By the time menageries fizzled out in the 1930’s, though some were still making the fairground rounds in the United States until the 1960’s, zoological gardens or zoos became increasingly popular as people’s perception of wild animals shifted. Where menageries focused on exploiting animals for their exotic value, keeping them in cages and uncomfortable settings to maximize the thrill given to spectators, zoological gardens attempted to recreate the animal’s natural surroundings and in doing so, educate the public about the natural world.

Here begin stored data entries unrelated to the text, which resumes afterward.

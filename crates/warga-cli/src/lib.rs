pub mod cli;
pub mod commands;
pub mod formatting;
use anyhow::Result;
use async_trait::async_trait;

use crate::{LoginAttempt, User, UserFilter};

/// What to store after looking at the current account record
#[derive(Debug)]
pub struct AccountChange<R> {
    /// Replacement for the account record
    pub user: Option<User>,
    /// Entry to append to the login history
    pub attempt: Option<LoginAttempt>,
    pub result: R,
}

impl<R> AccountChange<R> {
    /// Store nothing, just return `result`
    pub fn keep(result: R) -> Self {
        Self {
            user: None,
            attempt: None,
            result,
        }
    }

    pub fn store(self, user: User) -> Self {
        Self {
            user: Some(user),
            ..self
        }
    }

    pub fn append(self, attempt: LoginAttempt) -> Self {
        Self {
            attempt: Some(attempt),
            ..self
        }
    }
}

/// Read-modify-write of a single account.
///
/// The first account matching the filter is passed to `change`.
/// The returned record and history entry are stored together or
/// not at all, and no other writer can touch the account in between,
/// also not from another process sharing the datastore.
#[async_trait]
pub trait ModifyAccount {
    async fn modify_account<F, R>(&self, filter: &UserFilter, change: F) -> Result<R>
    where
        F: FnOnce(Option<User>) -> AccountChange<R> + Send,
        R: Send;
}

The transition from menagerie to the modern zoo coincided with man’s developing environmental awareness. As issues like extinction and habitat destruction became more important, the heavy bars and isolated cages of the menagerie were substituted with natural barriers like stone and man made waterfalls. The closing menageries provided many of the animals that first stocked zoos whilst the showmen of the era were replaced with scientists and conservationists. During the last couple of decades, zoos have experienced a resurgence in popularity by introducing unique programs and events. In the oldest American zoo in Philadelphia, guests can take hot air balloon rides and in the highly acclaimed Singapore zoo, people can visit the botanical gardens and get up close and personal with the animals in a special “Night Safari”. Where menageries kept animals in cramped isolated surroundings, today’s zoos have learnt that recreating the animals’ natural surroundings adds to the guests’ enjoyment without harming the animal.